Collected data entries

────

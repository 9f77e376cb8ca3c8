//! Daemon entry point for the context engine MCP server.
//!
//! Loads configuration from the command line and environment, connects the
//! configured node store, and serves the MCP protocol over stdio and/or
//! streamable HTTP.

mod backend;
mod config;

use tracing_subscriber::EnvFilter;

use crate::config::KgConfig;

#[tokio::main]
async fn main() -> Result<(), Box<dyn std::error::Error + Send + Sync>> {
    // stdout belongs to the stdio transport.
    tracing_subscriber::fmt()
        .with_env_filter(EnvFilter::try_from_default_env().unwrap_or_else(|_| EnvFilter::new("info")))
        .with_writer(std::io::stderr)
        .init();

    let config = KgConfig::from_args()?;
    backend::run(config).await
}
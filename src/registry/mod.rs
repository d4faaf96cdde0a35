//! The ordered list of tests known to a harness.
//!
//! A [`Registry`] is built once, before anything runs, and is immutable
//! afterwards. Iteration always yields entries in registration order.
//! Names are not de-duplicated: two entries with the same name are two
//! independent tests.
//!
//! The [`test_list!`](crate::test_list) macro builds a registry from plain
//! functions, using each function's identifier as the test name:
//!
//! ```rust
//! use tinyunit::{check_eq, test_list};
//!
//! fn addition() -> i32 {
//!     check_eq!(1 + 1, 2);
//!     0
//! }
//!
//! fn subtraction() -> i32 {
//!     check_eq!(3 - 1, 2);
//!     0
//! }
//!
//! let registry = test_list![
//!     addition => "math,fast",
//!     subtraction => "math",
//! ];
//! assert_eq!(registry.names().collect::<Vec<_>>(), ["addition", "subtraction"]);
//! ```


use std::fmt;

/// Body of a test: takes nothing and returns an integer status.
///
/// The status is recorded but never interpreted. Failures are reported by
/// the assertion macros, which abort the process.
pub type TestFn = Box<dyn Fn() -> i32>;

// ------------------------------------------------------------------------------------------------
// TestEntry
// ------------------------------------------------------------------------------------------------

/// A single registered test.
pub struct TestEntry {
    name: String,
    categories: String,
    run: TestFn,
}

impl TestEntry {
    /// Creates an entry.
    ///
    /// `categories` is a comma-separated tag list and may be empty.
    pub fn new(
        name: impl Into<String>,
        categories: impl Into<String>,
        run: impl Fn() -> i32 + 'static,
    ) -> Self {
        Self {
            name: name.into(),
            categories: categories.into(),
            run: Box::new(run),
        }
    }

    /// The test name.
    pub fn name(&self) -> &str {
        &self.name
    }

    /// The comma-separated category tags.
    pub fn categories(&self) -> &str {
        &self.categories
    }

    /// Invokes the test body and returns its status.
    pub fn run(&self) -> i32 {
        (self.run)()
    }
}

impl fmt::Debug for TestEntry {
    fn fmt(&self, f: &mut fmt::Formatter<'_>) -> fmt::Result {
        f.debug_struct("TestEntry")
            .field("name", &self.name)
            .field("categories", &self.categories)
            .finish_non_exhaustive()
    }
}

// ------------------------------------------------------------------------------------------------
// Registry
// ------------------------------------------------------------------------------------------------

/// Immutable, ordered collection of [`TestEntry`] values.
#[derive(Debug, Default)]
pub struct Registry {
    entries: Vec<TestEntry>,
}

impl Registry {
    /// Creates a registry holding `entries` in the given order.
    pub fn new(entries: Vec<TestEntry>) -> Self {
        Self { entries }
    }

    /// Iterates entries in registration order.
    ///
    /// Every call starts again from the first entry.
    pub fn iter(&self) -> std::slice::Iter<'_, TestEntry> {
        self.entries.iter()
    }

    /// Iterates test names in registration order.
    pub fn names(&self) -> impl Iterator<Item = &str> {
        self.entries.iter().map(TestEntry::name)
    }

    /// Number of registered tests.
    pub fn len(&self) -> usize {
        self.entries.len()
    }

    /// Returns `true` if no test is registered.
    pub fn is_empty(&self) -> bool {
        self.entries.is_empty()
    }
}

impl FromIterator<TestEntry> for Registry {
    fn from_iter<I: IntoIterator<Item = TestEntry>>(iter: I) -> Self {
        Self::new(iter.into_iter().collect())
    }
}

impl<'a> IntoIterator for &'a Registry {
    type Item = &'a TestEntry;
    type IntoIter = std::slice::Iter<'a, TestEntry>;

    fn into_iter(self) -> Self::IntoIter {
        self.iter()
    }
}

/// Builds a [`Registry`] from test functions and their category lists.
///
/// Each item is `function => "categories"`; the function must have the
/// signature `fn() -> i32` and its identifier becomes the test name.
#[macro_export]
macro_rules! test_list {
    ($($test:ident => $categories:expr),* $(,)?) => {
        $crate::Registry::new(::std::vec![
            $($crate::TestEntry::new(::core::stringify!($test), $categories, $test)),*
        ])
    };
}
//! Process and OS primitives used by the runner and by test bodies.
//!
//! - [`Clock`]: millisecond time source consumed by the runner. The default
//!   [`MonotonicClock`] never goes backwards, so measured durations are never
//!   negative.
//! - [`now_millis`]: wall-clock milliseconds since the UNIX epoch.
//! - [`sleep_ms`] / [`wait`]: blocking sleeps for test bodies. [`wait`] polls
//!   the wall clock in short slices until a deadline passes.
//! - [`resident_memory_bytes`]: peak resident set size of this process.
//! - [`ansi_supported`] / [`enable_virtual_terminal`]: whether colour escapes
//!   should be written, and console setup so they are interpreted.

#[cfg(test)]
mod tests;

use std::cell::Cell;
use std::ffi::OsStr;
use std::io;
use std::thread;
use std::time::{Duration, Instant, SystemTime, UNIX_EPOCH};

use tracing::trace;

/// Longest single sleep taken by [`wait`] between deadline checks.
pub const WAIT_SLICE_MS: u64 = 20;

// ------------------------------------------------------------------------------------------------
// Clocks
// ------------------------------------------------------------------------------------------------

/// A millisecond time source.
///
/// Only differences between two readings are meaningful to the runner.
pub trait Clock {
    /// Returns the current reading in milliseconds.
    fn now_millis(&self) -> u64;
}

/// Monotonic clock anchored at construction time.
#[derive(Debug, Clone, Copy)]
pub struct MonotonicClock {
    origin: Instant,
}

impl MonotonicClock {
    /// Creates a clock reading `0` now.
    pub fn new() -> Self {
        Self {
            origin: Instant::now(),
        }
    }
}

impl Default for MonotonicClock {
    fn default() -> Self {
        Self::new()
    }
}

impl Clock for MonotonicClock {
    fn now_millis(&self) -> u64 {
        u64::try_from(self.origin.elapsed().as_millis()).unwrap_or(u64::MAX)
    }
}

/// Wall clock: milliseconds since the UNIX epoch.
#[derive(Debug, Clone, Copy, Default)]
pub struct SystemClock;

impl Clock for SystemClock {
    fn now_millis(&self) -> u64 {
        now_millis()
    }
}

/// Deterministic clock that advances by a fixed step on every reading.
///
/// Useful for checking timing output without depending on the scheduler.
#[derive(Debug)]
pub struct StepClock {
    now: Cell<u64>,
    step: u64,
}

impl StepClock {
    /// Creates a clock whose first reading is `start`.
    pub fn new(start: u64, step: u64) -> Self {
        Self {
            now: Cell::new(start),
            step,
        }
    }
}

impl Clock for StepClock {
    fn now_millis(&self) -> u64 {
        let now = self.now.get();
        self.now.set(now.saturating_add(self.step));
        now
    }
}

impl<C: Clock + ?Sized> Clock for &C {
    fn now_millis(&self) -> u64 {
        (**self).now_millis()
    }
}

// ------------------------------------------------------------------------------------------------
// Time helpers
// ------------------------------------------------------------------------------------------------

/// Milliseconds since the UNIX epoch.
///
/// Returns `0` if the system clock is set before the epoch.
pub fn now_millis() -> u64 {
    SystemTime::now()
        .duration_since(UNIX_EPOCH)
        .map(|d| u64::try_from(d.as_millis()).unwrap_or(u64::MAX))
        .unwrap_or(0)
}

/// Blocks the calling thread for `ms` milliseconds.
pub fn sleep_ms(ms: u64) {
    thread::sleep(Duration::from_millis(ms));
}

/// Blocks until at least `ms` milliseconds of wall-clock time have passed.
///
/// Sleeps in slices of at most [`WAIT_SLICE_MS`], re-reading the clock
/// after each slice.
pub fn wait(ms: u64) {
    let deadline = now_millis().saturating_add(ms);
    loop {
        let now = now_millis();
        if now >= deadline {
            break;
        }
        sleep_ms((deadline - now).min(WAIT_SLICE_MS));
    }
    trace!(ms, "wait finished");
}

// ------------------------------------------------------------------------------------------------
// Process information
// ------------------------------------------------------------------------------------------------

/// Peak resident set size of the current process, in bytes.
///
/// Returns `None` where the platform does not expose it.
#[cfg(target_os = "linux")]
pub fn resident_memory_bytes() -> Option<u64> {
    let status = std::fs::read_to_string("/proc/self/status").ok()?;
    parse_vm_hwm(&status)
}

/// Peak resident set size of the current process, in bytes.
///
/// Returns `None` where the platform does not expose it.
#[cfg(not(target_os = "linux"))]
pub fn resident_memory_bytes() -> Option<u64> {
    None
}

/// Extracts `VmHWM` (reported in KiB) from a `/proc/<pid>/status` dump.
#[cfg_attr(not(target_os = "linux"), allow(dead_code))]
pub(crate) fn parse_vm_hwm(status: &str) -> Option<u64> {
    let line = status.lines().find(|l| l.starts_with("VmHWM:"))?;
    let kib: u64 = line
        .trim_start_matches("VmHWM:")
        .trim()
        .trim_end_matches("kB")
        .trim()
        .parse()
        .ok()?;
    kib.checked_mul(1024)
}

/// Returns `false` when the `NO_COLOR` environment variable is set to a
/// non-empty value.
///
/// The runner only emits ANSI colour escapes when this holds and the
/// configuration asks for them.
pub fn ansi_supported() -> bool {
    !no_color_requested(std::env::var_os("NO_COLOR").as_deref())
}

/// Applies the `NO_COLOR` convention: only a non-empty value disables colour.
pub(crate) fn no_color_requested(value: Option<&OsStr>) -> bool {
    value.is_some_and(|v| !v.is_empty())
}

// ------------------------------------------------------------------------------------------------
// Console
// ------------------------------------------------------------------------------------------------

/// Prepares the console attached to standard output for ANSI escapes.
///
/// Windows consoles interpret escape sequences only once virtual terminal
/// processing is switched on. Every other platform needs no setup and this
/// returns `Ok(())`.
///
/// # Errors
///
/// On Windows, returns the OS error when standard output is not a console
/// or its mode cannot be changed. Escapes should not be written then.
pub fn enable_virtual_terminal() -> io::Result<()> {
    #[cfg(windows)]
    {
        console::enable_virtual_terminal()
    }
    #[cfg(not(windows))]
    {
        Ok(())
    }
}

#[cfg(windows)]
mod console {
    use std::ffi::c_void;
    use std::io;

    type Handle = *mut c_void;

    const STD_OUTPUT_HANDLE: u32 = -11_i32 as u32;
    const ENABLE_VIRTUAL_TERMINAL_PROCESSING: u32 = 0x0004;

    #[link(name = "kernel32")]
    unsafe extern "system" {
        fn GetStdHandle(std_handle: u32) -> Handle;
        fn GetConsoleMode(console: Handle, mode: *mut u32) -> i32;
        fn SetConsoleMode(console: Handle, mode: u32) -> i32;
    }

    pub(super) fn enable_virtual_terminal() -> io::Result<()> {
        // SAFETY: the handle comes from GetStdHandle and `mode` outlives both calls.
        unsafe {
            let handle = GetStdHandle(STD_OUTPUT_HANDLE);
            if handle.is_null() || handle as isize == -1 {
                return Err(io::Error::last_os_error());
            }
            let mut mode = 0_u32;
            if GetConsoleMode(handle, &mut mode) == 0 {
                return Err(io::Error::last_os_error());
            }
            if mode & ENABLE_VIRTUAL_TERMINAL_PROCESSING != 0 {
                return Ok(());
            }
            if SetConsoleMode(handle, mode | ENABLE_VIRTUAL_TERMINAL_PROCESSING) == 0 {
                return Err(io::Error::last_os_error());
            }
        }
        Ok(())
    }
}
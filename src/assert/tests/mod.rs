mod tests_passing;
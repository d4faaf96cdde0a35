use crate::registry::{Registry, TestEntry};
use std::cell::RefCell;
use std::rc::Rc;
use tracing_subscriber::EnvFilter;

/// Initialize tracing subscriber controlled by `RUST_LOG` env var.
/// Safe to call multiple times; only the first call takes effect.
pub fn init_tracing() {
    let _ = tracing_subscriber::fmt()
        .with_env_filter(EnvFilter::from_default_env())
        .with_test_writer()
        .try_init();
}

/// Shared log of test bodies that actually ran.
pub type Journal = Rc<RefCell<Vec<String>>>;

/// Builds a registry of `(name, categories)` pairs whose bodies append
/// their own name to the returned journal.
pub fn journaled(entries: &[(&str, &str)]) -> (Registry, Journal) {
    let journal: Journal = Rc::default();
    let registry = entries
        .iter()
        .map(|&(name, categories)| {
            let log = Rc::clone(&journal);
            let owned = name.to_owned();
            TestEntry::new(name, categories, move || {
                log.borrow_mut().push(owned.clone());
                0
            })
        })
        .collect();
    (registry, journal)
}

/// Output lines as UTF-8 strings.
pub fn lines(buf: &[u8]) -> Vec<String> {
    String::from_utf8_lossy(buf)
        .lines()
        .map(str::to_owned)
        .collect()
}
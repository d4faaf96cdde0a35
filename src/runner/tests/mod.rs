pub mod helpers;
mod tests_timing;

────

▶ [Work instructions]: Each line in the records that carries "thread" must be copied out.

▶ [Reply]:
use std::thread;
/// Blocks the calling thread for `ms` milliseconds.
    thread::sleep(Duration::from_millis(ms));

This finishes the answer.